— Vous êtes porteur d’une lettre de la Fille-Héritière ? s’exclama Gill. Thom, pourquoi ne me l’avez-vous pas dit ?
— Pardonnez-moi, Basel », marmonna le ménestrel. Il darda sur Mat un regard furieux sous la broussaille de ses sourcils et souleva d’un souffle ses moustaches. « Le garçon croit que quelqu’un veut le tuer à cause de cette lettre, alors j’ai jugé bon de lui laisser dire ce qu’il voulait et pas davantage. Apparemment, cela lui est égal à présent.
— Quel genre de lettre ? demanda Gill. Revient-elle ici ? Avec le Seigneur Gawyn ? J’espère que oui. J’ai entendu parler de l’éventualité d’une guerre avec Tar Valon, comme si quiconque pouvait être assez fou pour entrer en lutte avec les Aes Sedai.
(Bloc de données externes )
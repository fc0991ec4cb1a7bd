//! CLI interface and argument parsing
//!
//! This module provides the command-line interface using clap. Without a
//! subcommand the binary runs the daily scheduler.

pub mod commands;

use crate::config::ReportSystemConfig;
use clap::{Parser, Subcommand};

/// Daily attendance report: fetch, build, mail, repeat
#[derive(Parser, Debug)]
#[command(name = "attendance-report")]
#[command(version, about, long_about = None)]
pub struct Cli {
    /// Optional TOML configuration file; environment variables override it
    #[arg(short, long, env = "ATTENDANCE_CONFIG")]
    pub config: Option<String>,

    /// Log level (trace, debug, info, warn, error)
    #[arg(short, long, env = "LOG_LEVEL")]
    pub log_level: Option<String>,

    /// Subcommand to execute (default: schedule)
    #[command(subcommand)]
    pub command: Option<Commands>,
}

impl Cli {
    /// The requested command, `schedule` when none was given
    pub fn command_or_default(&self) -> Commands {
        self.command
            .clone()
            .unwrap_or(Commands::Schedule(commands::schedule::ScheduleArgs {}))
    }
}

/// Available commands
#[derive(Subcommand, Debug, Clone)]
pub enum Commands {
    /// Run the report every day at the configured time
    Schedule(commands::schedule::ScheduleArgs),

    /// Run the report once and exit
    Run(commands::run::RunArgs),

    /// Check store connectivity, query retrieval and report generation
    Check(commands::check::CheckArgs),

    /// Validate configuration and print a redacted summary
    ValidateConfig(commands::validate::ValidateArgs),
}

impl Commands {
    /// True for commands that send mail and therefore need mail credentials
    pub fn requires_delivery(&self) -> bool {
        matches!(self, Commands::Schedule(_) | Commands::Run(_))
    }

    /// Checks settings this command needs that `load_config` leaves optional
    ///
    /// # Errors
    ///
    /// Returns a message naming the missing mail setting when the command
    /// sends mail.
    pub fn preflight(&self, config: &ReportSystemConfig) -> Result<(), String> {
        if self.requires_delivery() {
            config.mail.validate_for_delivery()?;
        }
        Ok(())
    }
}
Si vous voulez mon avis, cela va de pair avec ces folles rumeurs que nous avons entendues prétendant que des Aes Sedai soutiennent un faux Dragon quelque part dans l’ouest et se servent du Pouvoir comme d’une arme. Non pas que je comprenne pourquoi cela inciterait qui que ce soit à entrer en guerre avec elles ; bien au contraire.
— Avez-vous épousé Coline ? » questionna Mat, et Maître Gill sursauta.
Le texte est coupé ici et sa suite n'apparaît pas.